(ENTRIES PROVIDED begins)

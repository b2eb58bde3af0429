//! Core types, errors, and utilities for the elect data toolkit.
//!
//! This crate provides the foundational types used across the workspace:
//!
//! - Error types for consistent error handling ([`SchemaError`], [`ConfigError`])
//! - Configuration structures ([`Config`])
//! - Domain types (file types, phrase tables, canonical records)
//! - The [`TypeRegistry`] built from a type-definitions document
//! - Type aliases for `FxHashMap`/`FxHashSet` (faster than std)

#![deny(clippy::all)]
#![warn(missing_docs)]

pub mod config;
pub mod error;
pub mod hash;
pub mod schema;
pub mod types;

pub use config::{AssemblyConfig, Config, PathsConfig};
pub use error::{ConfigError, SchemaError};
pub use hash::{FxHashMap, FxHashSet, fx_hash_set};
pub use schema::{FieldSpec, TypeDefinition, TypeRegistry};
pub use types::{
    Body, Category, CourtOffice, District, DistrictSummary, FileType, I18N_SUFFIX, I18nText,
    Language, Office, Phrase, PhraseTable, RawObject, i18n_field_name, simple_field_name,
};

(ENTRIES PROVIDED ends)

_TASK BRIEF_
Print the records above exactly as written.

_ANSWER TO THE EXERCISE_
repository b2eb58bde3af0429
//! Core types, errors, and utilities for the elect data toolkit.
//!
//! This crate provides the foundational types used across the workspace:
//!
//! - Error types for consistent error handling ([`SchemaError`], [`ConfigError`])
//! - Configuration structures ([`Config`])
//! - Domain types (file types, phrase tables, canonical records)
//! - The [`TypeRegistry`] built from a type-definitions document
//! - Type aliases for `FxHashMap`/`FxHashSet` (faster than std)

#![deny(clippy::all)]
#![warn(missing_docs)]

pub mod config;
pub mod error;
pub mod hash;
pub mod schema;
pub mod types;

pub use config::{AssemblyConfig, Config, PathsConfig};
pub use error::{ConfigError, SchemaError};
pub use hash::{FxHashMap, FxHashSet, fx_hash_set};
pub use schema::{FieldSpec, TypeDefinition, TypeRegistry};
pub use types::{
    Body, Category, CourtOffice, District, DistrictSummary, FileType, I18N_SUFFIX, I18nText,
    Language, Office, Phrase, PhraseTable, RawObject, i18n_field_name, simple_field_name,
};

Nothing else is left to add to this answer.